Use Streaming Excel for Reading
This example shows you how to use Data Pipeline's ExcelReader to read records from a Microsoft Excel document.
In this demo code you are going to use Apache POI's streaming API (XSSF_SAX) as an Excel document provider to read records from an Excel file. By using this API you can achieve less memory footprint when reading very large spreedsheets.
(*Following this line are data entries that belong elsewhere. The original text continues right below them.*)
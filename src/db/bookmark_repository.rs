use async_trait::async_trait;

use crate::db::models::{Bookmark, BookmarkFilter};
use crate::error::AppError;

/// Repository trait for bookmarks. Bookmarks are append-only.
#[async_trait]
pub trait BookmarkRepository: Send + Sync {
    /// Store a new bookmark. Duplicates are allowed.
    async fn insert(&self, bookmark: Bookmark) -> Result<(), AppError>;

    /// Bookmarks matching the filter, newest first.
    async fn list(&self, filter: &BookmarkFilter) -> Result<Vec<Bookmark>, AppError>;
}

/// MongoDB implementation of the BookmarkRepository.
pub struct MongoBookmarkRepository {
    collection: mongodb::Collection<Bookmark>,
}

impl MongoBookmarkRepository {
    pub fn new(db: &mongodb::Database) -> Self {
        Self {
            collection: db.collection("bookmark"),
        }
    }
}

#[async_trait]
impl BookmarkRepository for MongoBookmarkRepository {
    async fn insert(&self, bookmark: Bookmark) -> Result<(), AppError> {
        self.collection
            .insert_one(bookmark)
            .await
            .map_err(|e| AppError::Database(e.to_string()))?;

        Ok(())
    }

    async fn list(&self, filter: &BookmarkFilter) -> Result<Vec<Bookmark>, AppError> {
        use futures::TryStreamExt;
        use mongodb::bson::doc;
        use mongodb::options::FindOptions;

        let mut query = doc! {};
        if let Some(owner) = &filter.owner {
            query.insert("owner", owner.as_str());
        }
        if let Some(shared) = filter.shared {
            query.insert("shared", shared);
        }

        let options = FindOptions::builder()
            .sort(doc! { "created_at": -1 })
            .build();

        let cursor = self
            .collection
            .find(query)
            .with_options(options)
            .await
            .map_err(|e| AppError::Database(e.to_string()))?;

        cursor
            .try_collect()
            .await
            .map_err(|e| AppError::Database(e.to_string()))
    }
}
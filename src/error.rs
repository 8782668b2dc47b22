use thiserror::Error;

/// Application-wide error types.
#[derive(Debug, Error)]
pub enum AppError {
    #[error("Database error: {0}")]
    Database(String),

    /// The store could not be reached at all.
    #[error("Store unavailable: {0}")]
    Unavailable(String),

    #[error("Not found: {0}")]
    NotFound(String),

    /// Malformed identifier or request payload.
    #[error("Bad request: {0}")]
    BadRequest(String),

    #[error("Configuration error: {0}")]
    Config(String),

    #[error("Internal error: {0}")]
    Internal(String),
}

/// Helper conversion from anyhow::Error
impl From<anyhow::Error> for AppError {
    fn from(err: anyhow::Error) -> Self {
        AppError::Internal(err.to_string())
    }
}

impl From<::config::ConfigError> for AppError {
    fn from(err: ::config::ConfigError) -> Self {
        AppError::Config(err.to_string())
    }
}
Data Pipeline gives you an option to use this API while reading records from an Excel file.
The advantage of streaming to read files is that you can process the data as it is being produced or created.
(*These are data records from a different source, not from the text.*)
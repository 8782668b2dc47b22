mod common;

use hrdocs::db::models::{BookmarkView, StatusResponse};
use mongodb::bson::oid::ObjectId;

#[tokio::test]
async fn bookmarks_are_appended_without_dedup() {
    let env = common::TestEnv::start_seeded().await;
    let server = env.server();
    let owner = format!("team-{}", uuid::Uuid::new_v4());
    let guide = env.seeded(&server, "benefits-enrollment-guide").await;

    for _ in 0..2 {
        let response: StatusResponse = server
            .post("/api/bookmarks")
            .json(&serde_json::json!({
                "name": "Open enrollment",
                "owner": owner,
                "document_id": guide.id
            }))
            .await
            .json();
        assert_eq!(response.status, "ok");
    }

    let bookmarks: Vec<BookmarkView> = server
        .get("/api/bookmarks")
        .add_query_param("owner", &owner)
        .await
        .json();
    assert_eq!(bookmarks.len(), 2);
    assert!(bookmarks.iter().all(|b| b.document == guide));
    assert!(bookmarks.iter().all(|b| !b.bookmark.shared));
}

#[tokio::test]
async fn bookmarks_filter_by_owner_and_shared() {
    let env = common::TestEnv::start_seeded().await;
    let server = env.server();
    let handbook = env.seeded(&server, "employee-handbook").await;
    let form = env.seeded(&server, "expense-reimbursement-form").await;

    let entries = [
        ("Policies", "people-ops", &handbook, true),
        ("Expenses", "people-ops", &form, false),
        ("My handbook", "ana", &handbook, false),
    ];
    for (name, owner, doc, shared) in entries {
        server
            .post("/api/bookmarks")
            .json(&serde_json::json!({
                "name": name,
                "owner": owner,
                "document_id": doc.id,
                "shared": shared
            }))
            .await;
        tokio::time::sleep(std::time::Duration::from_millis(20)).await;
    }

    let all: Vec<BookmarkView> = server.get("/api/bookmarks").await.json();
    let names: Vec<_> = all.iter().map(|b| b.bookmark.name.as_str()).collect();
    assert_eq!(names, vec!["My handbook", "Expenses", "Policies"]);

    let team: Vec<BookmarkView> = server
        .get("/api/bookmarks")
        .add_query_param("owner", "people-ops")
        .await
        .json();
    assert_eq!(team.len(), 2);

    let shared: Vec<serde_json::Value> = server
        .get("/api/bookmarks")
        .add_query_param("shared", "true")
        .await
        .json();
    assert_eq!(shared.len(), 1);
    assert_eq!(shared[0]["title"], "Employee Handbook");
    assert_eq!(shared[0]["bookmark"]["name"], "Policies");
    assert_eq!(shared[0]["bookmark"]["owner"], "people-ops");
    assert_eq!(shared[0]["bookmark"]["shared"], true);

    let private_team: Vec<BookmarkView> = server
        .get("/api/bookmarks")
        .add_query_param("owner", "people-ops")
        .add_query_param("shared", "false")
        .await
        .json();
    assert_eq!(private_team.len(), 1);
    assert_eq!(private_team[0].document, form);
}

#[tokio::test]
async fn bookmark_errors_do_not_write() {
    let env = common::TestEnv::start_seeded().await;
    let server = env.server_permissive();

    server
        .post("/api/bookmarks")
        .json(&serde_json::json!({
            "name": "Broken",
            "owner": "ana",
            "document_id": "12345"
        }))
        .await
        .assert_status_bad_request();

    server
        .post("/api/bookmarks")
        .json(&serde_json::json!({
            "name": "Missing",
            "owner": "ana",
            "document_id": ObjectId::new().to_hex()
        }))
        .await
        .assert_status_not_found();

    server
        .get("/api/bookmarks")
        .add_query_param("shared", "sometimes")
        .await
        .assert_status_bad_request();

    let bookmarks: Vec<BookmarkView> = server.get("/api/bookmarks").await.json();
    assert!(bookmarks.is_empty());
}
This example can easily be modified to show how to use streaming excel for writing.
Java Code listing
package com.northconcepts.datapipeline.examples.cookbook; import java.io.File; import com.northconcepts.datapipeline.core.DataReader; import com.northconcepts.datapipeline.core.StreamWriter; import com.northconcepts.datapipeline.excel.ExcelDocument; import com.northconcepts.datapipeline.excel.ExcelDocument.ProviderType; import com.northconcepts.datapipeline.excel.ExcelReader; import com.northconcepts.datapipeline.job.Job; public class UseStreamingExcelReading { public static void main(String[] args) { ExcelDocument document = new ExcelDocument(ProviderType.POI_XSSF_SAX) .open(new File("example/data/input/call-center-inbound-call.xlsx")); DataReader reader = new ExcelReader(document) .setFieldNamesInFirstRow(true); Job.run(reader, new StreamWriter(System.out)); // prints 100 records } }
Code Walkthrough
- First, ExcelDocument is created to open
call-center-inbound-call.xlsx
. - ExcelDocument.ProviderType indicates an Excel provider which is used to open the input Excel file. For this example POI_XSSF_SAX provider is selected.
- ExcelDocument.open() opens the specified
File
orInputStream
. - ExcelReader is created to read from the input Excel file.
- Data are transferred from ExcelReader to the console via Job.run() method. See how to compile and run data pipeline jobs
ExcelDocument
The in-memory abstraction for an Excel workbook. It is not thread-safe and will throw an exception if used in multiple ExcelReaders and/or ExcelWriter concurrently. Since its data is stored in memory, reading and re-reading from it multiple times is very cheap (think millions of reads per second).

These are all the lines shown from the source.